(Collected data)
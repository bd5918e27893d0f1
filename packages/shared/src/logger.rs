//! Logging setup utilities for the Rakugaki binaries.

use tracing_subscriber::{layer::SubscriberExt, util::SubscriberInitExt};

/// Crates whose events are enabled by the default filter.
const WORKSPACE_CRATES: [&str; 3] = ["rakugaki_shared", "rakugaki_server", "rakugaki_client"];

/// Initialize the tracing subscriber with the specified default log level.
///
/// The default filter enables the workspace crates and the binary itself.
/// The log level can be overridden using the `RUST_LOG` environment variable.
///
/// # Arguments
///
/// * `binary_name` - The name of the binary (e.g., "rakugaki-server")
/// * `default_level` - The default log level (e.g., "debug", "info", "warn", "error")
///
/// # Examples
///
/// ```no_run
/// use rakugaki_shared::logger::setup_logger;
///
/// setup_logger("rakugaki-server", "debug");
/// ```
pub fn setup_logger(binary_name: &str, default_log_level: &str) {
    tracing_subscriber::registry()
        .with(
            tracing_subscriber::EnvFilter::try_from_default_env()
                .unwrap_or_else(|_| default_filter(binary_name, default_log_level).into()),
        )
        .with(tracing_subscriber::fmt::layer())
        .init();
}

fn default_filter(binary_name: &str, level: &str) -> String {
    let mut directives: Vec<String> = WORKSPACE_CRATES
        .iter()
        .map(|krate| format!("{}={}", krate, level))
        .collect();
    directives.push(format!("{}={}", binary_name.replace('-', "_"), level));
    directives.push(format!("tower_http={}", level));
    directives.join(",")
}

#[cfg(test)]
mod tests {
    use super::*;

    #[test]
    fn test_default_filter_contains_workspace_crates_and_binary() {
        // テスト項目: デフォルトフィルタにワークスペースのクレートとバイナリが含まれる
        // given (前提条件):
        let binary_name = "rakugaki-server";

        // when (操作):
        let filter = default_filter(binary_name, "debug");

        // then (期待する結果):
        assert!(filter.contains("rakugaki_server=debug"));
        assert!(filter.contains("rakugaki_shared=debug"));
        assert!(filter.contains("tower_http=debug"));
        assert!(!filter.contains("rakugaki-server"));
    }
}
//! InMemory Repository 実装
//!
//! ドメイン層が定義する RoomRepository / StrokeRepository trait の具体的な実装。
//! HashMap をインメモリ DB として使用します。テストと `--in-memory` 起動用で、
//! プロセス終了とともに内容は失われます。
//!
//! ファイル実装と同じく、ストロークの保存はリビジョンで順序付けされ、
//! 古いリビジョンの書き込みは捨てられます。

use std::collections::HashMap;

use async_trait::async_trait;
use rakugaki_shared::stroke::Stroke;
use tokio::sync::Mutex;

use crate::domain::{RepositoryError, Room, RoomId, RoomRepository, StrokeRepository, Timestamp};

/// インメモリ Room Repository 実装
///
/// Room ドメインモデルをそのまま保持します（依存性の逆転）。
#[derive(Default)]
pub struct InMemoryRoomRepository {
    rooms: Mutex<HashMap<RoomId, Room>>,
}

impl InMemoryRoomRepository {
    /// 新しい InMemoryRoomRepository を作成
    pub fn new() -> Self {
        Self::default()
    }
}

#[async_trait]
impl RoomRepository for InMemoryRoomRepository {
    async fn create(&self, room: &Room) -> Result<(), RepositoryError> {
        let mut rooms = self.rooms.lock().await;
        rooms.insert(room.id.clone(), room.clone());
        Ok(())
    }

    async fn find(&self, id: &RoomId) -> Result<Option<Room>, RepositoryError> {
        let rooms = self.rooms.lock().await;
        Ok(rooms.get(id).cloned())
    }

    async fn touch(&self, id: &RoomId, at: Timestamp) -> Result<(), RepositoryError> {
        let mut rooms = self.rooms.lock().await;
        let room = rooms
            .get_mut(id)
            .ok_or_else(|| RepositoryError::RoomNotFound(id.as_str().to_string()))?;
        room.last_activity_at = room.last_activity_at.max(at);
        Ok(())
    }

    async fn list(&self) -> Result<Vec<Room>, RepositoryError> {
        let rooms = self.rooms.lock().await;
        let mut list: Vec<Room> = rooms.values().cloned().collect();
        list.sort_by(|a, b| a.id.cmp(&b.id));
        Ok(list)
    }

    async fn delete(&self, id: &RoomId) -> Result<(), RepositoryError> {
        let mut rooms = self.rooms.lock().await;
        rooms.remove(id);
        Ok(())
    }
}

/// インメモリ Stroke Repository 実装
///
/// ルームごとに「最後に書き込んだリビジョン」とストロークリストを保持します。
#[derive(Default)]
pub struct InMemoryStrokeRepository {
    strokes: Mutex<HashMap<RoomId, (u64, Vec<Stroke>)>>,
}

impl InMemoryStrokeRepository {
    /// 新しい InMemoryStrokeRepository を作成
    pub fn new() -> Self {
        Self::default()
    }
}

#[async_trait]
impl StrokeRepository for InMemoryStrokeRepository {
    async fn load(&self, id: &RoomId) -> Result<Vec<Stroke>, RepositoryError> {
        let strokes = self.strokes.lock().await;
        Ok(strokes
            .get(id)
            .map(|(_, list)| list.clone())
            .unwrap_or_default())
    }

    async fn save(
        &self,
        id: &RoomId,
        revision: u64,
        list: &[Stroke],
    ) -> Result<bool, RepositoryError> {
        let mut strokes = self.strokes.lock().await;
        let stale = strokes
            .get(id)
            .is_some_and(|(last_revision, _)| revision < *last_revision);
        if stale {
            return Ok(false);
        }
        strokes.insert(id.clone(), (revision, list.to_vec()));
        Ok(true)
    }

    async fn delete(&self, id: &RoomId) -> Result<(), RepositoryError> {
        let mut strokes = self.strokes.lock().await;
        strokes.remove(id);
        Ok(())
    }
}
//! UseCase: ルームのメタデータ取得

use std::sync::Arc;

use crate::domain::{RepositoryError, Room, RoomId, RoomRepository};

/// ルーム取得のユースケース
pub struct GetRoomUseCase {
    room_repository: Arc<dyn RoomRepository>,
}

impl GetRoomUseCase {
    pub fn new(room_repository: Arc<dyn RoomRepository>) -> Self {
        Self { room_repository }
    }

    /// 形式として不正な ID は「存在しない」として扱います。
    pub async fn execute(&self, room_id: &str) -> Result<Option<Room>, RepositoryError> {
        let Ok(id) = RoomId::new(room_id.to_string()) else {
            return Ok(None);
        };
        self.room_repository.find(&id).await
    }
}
--
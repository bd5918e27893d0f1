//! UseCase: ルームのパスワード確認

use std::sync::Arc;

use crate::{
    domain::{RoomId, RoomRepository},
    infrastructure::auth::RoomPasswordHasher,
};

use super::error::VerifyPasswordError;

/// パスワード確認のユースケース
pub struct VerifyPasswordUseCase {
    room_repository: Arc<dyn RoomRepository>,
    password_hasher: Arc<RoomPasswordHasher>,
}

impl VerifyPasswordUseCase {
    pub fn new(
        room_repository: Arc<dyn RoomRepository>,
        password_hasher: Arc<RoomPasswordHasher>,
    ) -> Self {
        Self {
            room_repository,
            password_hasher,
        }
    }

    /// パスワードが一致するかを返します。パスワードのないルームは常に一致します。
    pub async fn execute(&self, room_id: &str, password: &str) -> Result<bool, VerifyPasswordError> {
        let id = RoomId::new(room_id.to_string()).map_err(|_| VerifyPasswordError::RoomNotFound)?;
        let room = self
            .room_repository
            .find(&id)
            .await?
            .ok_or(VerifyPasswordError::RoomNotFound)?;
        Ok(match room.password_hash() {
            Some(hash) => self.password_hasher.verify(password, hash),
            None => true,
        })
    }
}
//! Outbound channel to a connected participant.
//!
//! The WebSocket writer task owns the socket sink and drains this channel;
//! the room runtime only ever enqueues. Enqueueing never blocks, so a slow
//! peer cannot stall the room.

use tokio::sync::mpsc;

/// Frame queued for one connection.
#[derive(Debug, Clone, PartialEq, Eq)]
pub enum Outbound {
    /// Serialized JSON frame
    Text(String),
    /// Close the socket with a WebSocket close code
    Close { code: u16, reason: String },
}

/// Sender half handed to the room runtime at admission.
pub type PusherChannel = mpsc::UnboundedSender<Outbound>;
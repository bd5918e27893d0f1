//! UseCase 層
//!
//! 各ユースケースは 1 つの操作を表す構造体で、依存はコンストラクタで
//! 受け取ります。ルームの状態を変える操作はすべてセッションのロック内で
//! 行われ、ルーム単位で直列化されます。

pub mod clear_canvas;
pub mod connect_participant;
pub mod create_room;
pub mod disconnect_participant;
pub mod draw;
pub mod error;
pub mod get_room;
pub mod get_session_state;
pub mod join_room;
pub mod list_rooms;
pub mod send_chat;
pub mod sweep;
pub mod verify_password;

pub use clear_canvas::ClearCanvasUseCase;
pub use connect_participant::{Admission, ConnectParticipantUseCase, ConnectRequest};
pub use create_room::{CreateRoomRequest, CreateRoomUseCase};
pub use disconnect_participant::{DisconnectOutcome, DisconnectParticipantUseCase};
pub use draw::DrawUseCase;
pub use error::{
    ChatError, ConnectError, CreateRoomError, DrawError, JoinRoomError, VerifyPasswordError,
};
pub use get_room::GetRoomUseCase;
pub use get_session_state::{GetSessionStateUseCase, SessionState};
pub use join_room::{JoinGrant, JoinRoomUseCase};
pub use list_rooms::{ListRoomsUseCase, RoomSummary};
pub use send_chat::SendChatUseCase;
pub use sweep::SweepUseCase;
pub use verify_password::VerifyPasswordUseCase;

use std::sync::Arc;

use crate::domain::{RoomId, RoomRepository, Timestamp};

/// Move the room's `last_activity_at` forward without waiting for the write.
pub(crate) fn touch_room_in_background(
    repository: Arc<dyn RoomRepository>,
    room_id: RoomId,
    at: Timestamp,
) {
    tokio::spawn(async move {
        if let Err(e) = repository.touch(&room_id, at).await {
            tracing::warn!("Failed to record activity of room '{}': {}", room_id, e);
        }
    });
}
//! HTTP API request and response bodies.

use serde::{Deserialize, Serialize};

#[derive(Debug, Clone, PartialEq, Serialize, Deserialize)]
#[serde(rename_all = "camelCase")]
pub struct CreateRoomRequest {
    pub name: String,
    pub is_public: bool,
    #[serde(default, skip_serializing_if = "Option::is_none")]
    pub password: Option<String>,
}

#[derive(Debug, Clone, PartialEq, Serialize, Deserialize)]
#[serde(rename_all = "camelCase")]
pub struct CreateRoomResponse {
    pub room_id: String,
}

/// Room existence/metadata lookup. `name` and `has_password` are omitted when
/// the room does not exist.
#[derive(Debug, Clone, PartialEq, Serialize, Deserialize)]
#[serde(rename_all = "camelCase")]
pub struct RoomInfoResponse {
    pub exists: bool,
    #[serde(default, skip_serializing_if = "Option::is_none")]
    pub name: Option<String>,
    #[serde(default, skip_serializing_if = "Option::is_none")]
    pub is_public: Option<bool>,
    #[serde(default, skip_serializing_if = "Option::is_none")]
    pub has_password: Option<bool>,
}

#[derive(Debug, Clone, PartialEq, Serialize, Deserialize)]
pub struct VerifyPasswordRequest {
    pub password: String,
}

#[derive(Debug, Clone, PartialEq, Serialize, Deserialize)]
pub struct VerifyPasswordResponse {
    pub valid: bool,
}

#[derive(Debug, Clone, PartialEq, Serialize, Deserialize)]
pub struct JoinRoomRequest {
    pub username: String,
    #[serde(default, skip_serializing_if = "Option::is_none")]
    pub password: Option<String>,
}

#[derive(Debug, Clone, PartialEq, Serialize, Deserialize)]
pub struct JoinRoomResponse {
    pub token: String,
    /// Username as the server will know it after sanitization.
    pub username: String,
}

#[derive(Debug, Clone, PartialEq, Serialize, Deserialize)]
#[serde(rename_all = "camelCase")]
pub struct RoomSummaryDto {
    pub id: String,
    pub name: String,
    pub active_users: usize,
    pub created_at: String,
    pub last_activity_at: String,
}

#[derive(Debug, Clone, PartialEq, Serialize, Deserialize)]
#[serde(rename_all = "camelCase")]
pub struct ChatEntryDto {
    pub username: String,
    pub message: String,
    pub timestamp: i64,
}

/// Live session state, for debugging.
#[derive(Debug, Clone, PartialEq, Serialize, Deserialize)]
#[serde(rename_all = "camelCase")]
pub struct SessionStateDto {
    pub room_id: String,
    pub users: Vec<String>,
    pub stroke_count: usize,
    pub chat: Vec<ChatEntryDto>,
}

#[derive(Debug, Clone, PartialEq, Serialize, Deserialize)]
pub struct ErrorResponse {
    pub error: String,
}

- [Task to carry out]
Search the data for "strokes" and list every line in which it occurs.

- [Answer for the task]
    strokes: Mutex<HashMap<RoomId, (u64, Vec<Stroke>)>>,
        let strokes = self.strokes.lock().await;
        Ok(strokes
        let mut strokes = self.strokes.lock().await;
        let stale = strokes
        strokes.insert(id.clone(), (revision, list.to_vec()));
        let mut strokes = self.strokes.lock().await;
        strokes.remove(id);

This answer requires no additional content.